The diagrams below illustrate the QT list decision process using the example of methadone, a drug only recently found to cause Torsades de Pointes, despite decades of use.
We are now aware that some drugs, including those in previously unsuspected drug classes, have the ability to cause death by inducing a rare cardiac arrhythmia, Torsades de Pointes (TdP) (https://arizonacert.org/consumers/ask-expert.htm). Part of the mission of the Arizona CERT is to identify drugs that cause arrhythmias, to understand the mechanisms behind this adverse event and to develop tools to prevent drug-induced arrhythmia. The Lists of drugs that can cause prolonged QT and TdP was created to fulfill this mission. We have developed a method of examining drugs that is multifaceted; we feel it is very important to provide information about the potential risk of drugs in such a way that providers and patients can make informed decisions about the benefits and risks of drugs.
There are several ways that questions about the safety of specific drugs come to our attention. We look at drugs after being alerted to an event submitted to our International Registry of Drug Induced Arrhythmia (https://arizonacert.org/medical-pros/clinical-overview.htm). We are also prompted by cases reported in the medical literature. We examine the labels of newly approved drugs and any changes that are made to existing labels. Finally, we receive requests for information about the safety of drugs from providers, pharmacists, nurses, and consumers.

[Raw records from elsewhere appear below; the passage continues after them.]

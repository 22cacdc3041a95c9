use std::collections::BTreeMap;
use std::fs::{self, File, OpenOptions};
use std::io::Write;
use std::path::{Path, PathBuf};

use chrono::{DateTime, Utc};
use parking_lot::Mutex;
use serde::{Deserialize, Serialize};
use serde_json::Value;
use thiserror::Error;
use tracing::debug;

use crate::cost::{estimate_cost, TokenUsage};
use crate::events::{parse_event, StreamEvent};
use crate::phase::{PhaseTiming, PhaseTracker};

#[derive(Debug, Error)]
pub enum RecorderError {
    #[error("recording already finished")]
    Finished,

    #[error("I/O error: {0}")]
    Io(#[from] std::io::Error),

    #[error("serialization error: {0}")]
    Json(#[from] serde_json::Error),
}

/// Terminal metadata written next to the stream on `finish`.
#[derive(Debug, Clone, Serialize, Deserialize)]
pub struct RecordingMeta {
    pub id: String,
    pub task: String,
    pub model: String,
    pub status: String,
    pub started_at: DateTime<Utc>,
    pub finished_at: DateTime<Utc>,
    pub event_count: u64,
    pub token_usage: TokenUsage,
    pub estimated_cost_usd: f64,
    pub phases: Vec<PhaseTiming>,
    pub files_touched: Vec<String>,
}

#[derive(Debug, Default, Clone)]
struct FileCapture {
    before: Option<String>,
    after: Option<String>,
}

struct Inner {
    id: String,
    dir: PathBuf,
    stream: File,
    seq: u64,
    task: String,
    model: String,
    started_at: DateTime<Utc>,
    usage: TokenUsage,
    phases: PhaseTracker,
    /// path → before/after capture; BTreeMap keeps metadata output stable.
    files: BTreeMap<String, FileCapture>,
    finished: bool,
}

/// Append-only recorder for one task run. All mutation serializes under one
/// mutex; the expected caller is a single executor wrapper.
pub struct Recorder {
    inner: Mutex<Inner>,
}

impl Recorder {
    /// Create `TG-<ms-since-epoch>/` under `base_dir` with an empty
    /// `stream.jsonl`. A numeric suffix is appended when two recordings
    /// start within the same millisecond.
    pub fn create(
        base_dir: &Path,
        task: impl Into<String>,
        model: impl Into<String>,
    ) -> Result<Self, RecorderError> {
        let stamp = Utc::now().timestamp_millis();
        let mut id = format!("TG-{stamp}");
        let mut dir = base_dir.join(&id);
        let mut suffix = 0;
        while dir.exists() {
            suffix += 1;
            id = format!("TG-{stamp}-{suffix}");
            dir = base_dir.join(&id);
        }
        fs::create_dir_all(dir.join("diffs"))?;

        let stream = OpenOptions::new()
            .create_new(true)
            .append(true)
            .open(dir.join("stream.jsonl"))?;

        debug!("recorder: created {}", dir.display());
        Ok(Self {
            inner: Mutex::new(Inner {
                id,
                dir,
                stream,
                seq: 0,
                task: task.into(),
                model: model.into(),
                started_at: Utc::now(),
                usage: TokenUsage::default(),
                phases: PhaseTracker::new(),
                files: BTreeMap::new(),
                finished: false,
            }),
        })
    }

    pub fn id(&self) -> String {
        self.inner.lock().id.clone()
    }

    pub fn dir(&self) -> PathBuf {
        self.inner.lock().dir.clone()
    }

    /// Append one event. Returns the assigned sequence number (from 1,
    /// strictly increasing). Each line is flushed so a crash keeps every
    /// event recorded so far.
    pub fn record(&self, raw: &Value) -> Result<u64, RecorderError> {
        let mut inner = self.inner.lock();
        if inner.finished {
            return Err(RecorderError::Finished);
        }

        let ts = Utc::now();
        let parsed = parse_event(raw);
        inner.usage.add(parsed.input_tokens, parsed.output_tokens);
        inner.phases.observe(&parsed, ts);
        if let Some(path) = parsed.touched_file() {
            inner.files.entry(path).or_default();
        }

        inner.seq += 1;
        let event = StreamEvent {
            seq: inner.seq,
            ts,
            raw: raw.clone(),
            parsed,
        };
        let line = serde_json::to_string(&event)?;
        inner.stream.write_all(line.as_bytes())?;
        inner.stream.write_all(b"\n")?;
        inner.stream.flush()?;
        Ok(inner.seq)
    }

    /// Capture a file's content before the executor touches it.
    pub fn record_file_before(&self, path: &str, content: &str) -> Result<(), RecorderError> {
        let mut inner = self.inner.lock();
        if inner.finished {
            return Err(RecorderError::Finished);
        }
        let capture = inner.files.entry(path.to_string()).or_default();
        if capture.before.is_none() {
            capture.before = Some(content.to_string());
        }
        Ok(())
    }

    /// Capture a file's content after the run.
    pub fn record_file_after(&self, path: &str, content: &str) -> Result<(), RecorderError> {
        let mut inner = self.inner.lock();
        if inner.finished {
            return Err(RecorderError::Finished);
        }
        inner.files.entry(path.to_string()).or_default().after = Some(content.to_string());
        Ok(())
    }

    /// Close the stream and write `metadata.json`, `summary.md`, and the
    /// diff set. Terminal: a second call returns
    /// [`RecorderError::Finished`] and leaves the first result untouched.
    pub fn finish(&self, status: &str) -> Result<RecordingMeta, RecorderError> {
        let mut inner = self.inner.lock();
        if inner.finished {
            return Err(RecorderError::Finished);
        }
        inner.finished = true;

        let finished_at = Utc::now();
        inner.phases.finish(finished_at);
        inner.stream.flush()?;
        inner.stream.sync_all()?;

        let meta = RecordingMeta {
            id: inner.id.clone(),
            task: inner.task.clone(),
            model: inner.model.clone(),
            status: status.to_string(),
            started_at: inner.started_at,
            finished_at,
            event_count: inner.seq,
            token_usage: inner.usage,
            estimated_cost_usd: estimate_cost(&inner.model, &inner.usage),
            phases: inner.phases.timings().to_vec(),
            files_touched: inner.files.keys().cloned().collect(),
        };

        fs::write(
            inner.dir.join("metadata.json"),
            serde_json::to_vec_pretty(&meta)?,
        )?;
        fs::write(inner.dir.join("summary.md"), render_summary(&meta))?;

        for (path, capture) in &inner.files {
            let (Some(before), Some(after)) = (&capture.before, &capture.after) else {
                continue;
            };
            if let Some(diff) = unified_diff(before, after) {
                let name = sanitize_file_name(path);
                fs::write(inner.dir.join("diffs").join(format!("{name}.diff")), diff)?;
            }
        }

        Ok(meta)
    }
}

fn render_summary(meta: &RecordingMeta) -> String {
    let mut out = String::new();
    out.push_str(&format!("# Run {} — {}\n\n", meta.id, meta.task));
    out.push_str(&format!("- Status: {}\n", meta.status));
    out.push_str(&format!("- Model: {}\n", meta.model));
    out.push_str(&format!(
        "- Duration: {}s\n",
        (meta.finished_at - meta.started_at).num_seconds()
    ));
    out.push_str(&format!("- Events: {}\n", meta.event_count));
    out.push_str(&format!(
        "- Tokens: {} in / {} out\n",
        meta.token_usage.input_tokens, meta.token_usage.output_tokens
    ));
    out.push_str(&format!("- Estimated cost: ${:.4}\n", meta.estimated_cost_usd));

    if !meta.phases.is_empty() {
        out.push_str("\n## Phases\n\n");
        for phase in &meta.phases {
            let duration = phase
                .ended_at
                .map(|end| (end - phase.started_at).num_seconds())
                .unwrap_or(0);
            out.push_str(&format!(
                "- {} — {} events, {}s\n",
                phase.name, phase.events, duration
            ));
        }
    }

    if !meta.files_touched.is_empty() {
        out.push_str("\n## Files\n\n");
        for file in &meta.files_touched {
            out.push_str(&format!("- `{file}`\n"));
        }
    }

    out
}

fn sanitize_file_name(path: &str) -> String {
    path.chars()
        .map(|c| match c {
            '/' | '\\' | ':' => '_',
            other => other,
        })
        .collect()
}

/// Minimal line diff: trims the common prefix and suffix and emits one
/// `-`/`+` hunk for the middle. Returns `None` when the contents are equal.
pub fn unified_diff(before: &str, after: &str) -> Option<String> {
    if before == after {
        return None;
    }
    let before_lines: Vec<&str> = before.lines().collect();
    let after_lines: Vec<&str> = after.lines().collect();

    let mut prefix = 0;
    while prefix < before_lines.len()
        && prefix < after_lines.len()
        && before_lines[prefix] == after_lines[prefix]
    {
        prefix += 1;
    }
    let mut suffix = 0;
    while suffix < before_lines.len() - prefix
        && suffix < after_lines.len() - prefix
        && before_lines[before_lines.len() - 1 - suffix] == after_lines[after_lines.len() - 1 - suffix]
    {
        suffix += 1;
    }

    let mut out = format!(
        "@@ -{},{} +{},{} @@\n",
        prefix + 1,
        before_lines.len() - prefix - suffix,
        prefix + 1,
        after_lines.len() - prefix - suffix
    );
    for line in &before_lines[prefix..before_lines.len() - suffix] {
        out.push_str(&format!("-{line}\n"));
    }
    for line in &after_lines[prefix..after_lines.len() - suffix] {
        out.push_str(&format!("+{line}\n"));
    }
    Some(out)
}

#[cfg(test)]
mod tests {
    use super::*;
    use serde_json::json;
    use tempfile::TempDir;

    fn tool_event(tool: &str, path: &str) -> Value {
        json!({
            "type": "assistant",
            "tool_name": tool,
            "tool_input": { "file_path": path },
            "usage": { "input_tokens": 100, "output_tokens": 10 }
        })
    }

    #[test]
    fn stream_line_count_matches_metadata() {
        let tmp = TempDir::new().unwrap();
        let recorder = Recorder::create(tmp.path(), "ASANA-1", "claude-sonnet-4").unwrap();

        assert_eq!(recorder.record(&tool_event("Read", "a.rs")).unwrap(), 1);
        assert_eq!(recorder.record(&tool_event("Edit", "a.rs")).unwrap(), 2);
        assert_eq!(recorder.record(&json!({ "type": "result" })).unwrap(), 3);

        let dir = recorder.dir();
        let meta = recorder.finish("completed").unwrap();
        assert_eq!(meta.event_count, 3);

        let stream = std::fs::read_to_string(dir.join("stream.jsonl")).unwrap();
        let lines: Vec<_> = stream.lines().collect();
        assert_eq!(lines.len() as u64, meta.event_count);

        // seq strictly increasing from 1
        for (i, line) in lines.iter().enumerate() {
            let event: StreamEvent = serde_json::from_str(line).unwrap();
            assert_eq!(event.seq, i as u64 + 1);
        }
    }

    #[test]
    fn finish_is_terminal() {
        let tmp = TempDir::new().unwrap();
        let recorder = Recorder::create(tmp.path(), "t", "m").unwrap();
        recorder.record(&json!({ "type": "x" })).unwrap();
        recorder.finish("completed").unwrap();

        assert!(matches!(
            recorder.record(&json!({ "type": "y" })),
            Err(RecorderError::Finished)
        ));
        assert!(matches!(
            recorder.finish("completed"),
            Err(RecorderError::Finished)
        ));
    }

    #[test]
    fn metadata_accumulates_tokens_and_files() {
        let tmp = TempDir::new().unwrap();
        let recorder = Recorder::create(tmp.path(), "t", "claude-sonnet-4").unwrap();
        recorder.record(&tool_event("Read", "src/lib.rs")).unwrap();
        recorder.record(&tool_event("Write", "src/lib.rs")).unwrap();
        recorder.record(&tool_event("Edit", "src/main.rs")).unwrap();

        let meta = recorder.finish("completed").unwrap();
        assert_eq!(meta.token_usage.input_tokens, 300);
        assert_eq!(meta.token_usage.output_tokens, 30);
        assert!(meta.estimated_cost_usd > 0.0);
        assert_eq!(meta.files_touched, vec!["src/lib.rs", "src/main.rs"]);
        assert_eq!(meta.phases[0].name, "Exploring");
        assert_eq!(meta.phases[1].name, "Implementing");
    }

    #[test]
    fn diff_written_for_changed_files_only() {
        let tmp = TempDir::new().unwrap();
        let recorder = Recorder::create(tmp.path(), "t", "m").unwrap();
        recorder.record_file_before("src/a.rs", "fn a() {}\n").unwrap();
        recorder.record_file_after("src/a.rs", "fn a() { todo!() }\n").unwrap();
        recorder.record_file_before("src/b.rs", "same\n").unwrap();
        recorder.record_file_after("src/b.rs", "same\n").unwrap();

        let dir = recorder.dir();
        recorder.finish("completed").unwrap();

        assert!(dir.join("diffs/src_a.rs.diff").exists());
        assert!(!dir.join("diffs/src_b.rs.diff").exists());
    }

    #[test]
    fn unified_diff_trims_common_lines() {
        let before = "a\nb\nc\n";
        let after = "a\nB\nc\n";
        let diff = unified_diff(before, after).unwrap();
        assert!(diff.contains("-b\n"));
        assert!(diff.contains("+B\n"));
        assert!(!diff.contains("-a"));
        assert!(!diff.contains("-c"));
    }

    #[test]
    fn unified_diff_equal_is_none() {
        assert!(unified_diff("same", "same").is_none());
    }

    #[test]
    fn summary_mentions_status_and_phases() {
        let tmp = TempDir::new().unwrap();
        let recorder = Recorder::create(tmp.path(), "LINEAR-9", "m").unwrap();
        recorder.record(&tool_event("Read", "x.rs")).unwrap();
        let dir = recorder.dir();
        recorder.finish("failed").unwrap();

        let summary = std::fs::read_to_string(dir.join("summary.md")).unwrap();
        assert!(summary.contains("LINEAR-9"));
        assert!(summary.contains("Status: failed"));
        assert!(summary.contains("Exploring"));
    }

    #[test]
    fn concurrent_create_in_same_millisecond_gets_unique_dirs() {
        let tmp = TempDir::new().unwrap();
        let a = Recorder::create(tmp.path(), "t", "m").unwrap();
        let b = Recorder::create(tmp.path(), "t", "m").unwrap();
        assert_ne!(a.dir(), b.dir());
    }
}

We then use QSCAN®, a commercially available program designed to facilitate searching the Food and Drug Administration’s (FDA) publicly-available database for adverse drug event reports. We look to see if there are more reports of TdP and prolonged QT than would be expected in association with the drug. We examine at the medical literature to see if there are cases, randomized trials, and any laboratory or clinical testing that would suggest a pharmacological basis of drug-induced TdP, e.g the ability of a drug to block a potassium channel in cardiac muscle cells. We take into account not only the quantity of reports in the literature, but the quality as well, including the expertise of the authors, the journal it is published in, and the quality of experimental design.
Ideally, we then can move into clinical and pharmacologic analyses. We would examine in our laboratory whether the drug can block the human cardiac potassium channel. We could also conduct a clinical trial to see if taking the drug in usual dosages causes prolongation of the QT interval on the ECG. Drugs that are known to cause TdP do so primarily in rare cases and it is thought that it is due to either a drug interaction or an accumulation of other factors known to be implicated in TdP, such as low serum potassium levels, female sex and/or congenital causes. In most people, taking the drug will only cause their QT interval on the ECG to prolong slightly. Therefore, it is appropriate to test drugs on healthy adults in controlled clinical environments.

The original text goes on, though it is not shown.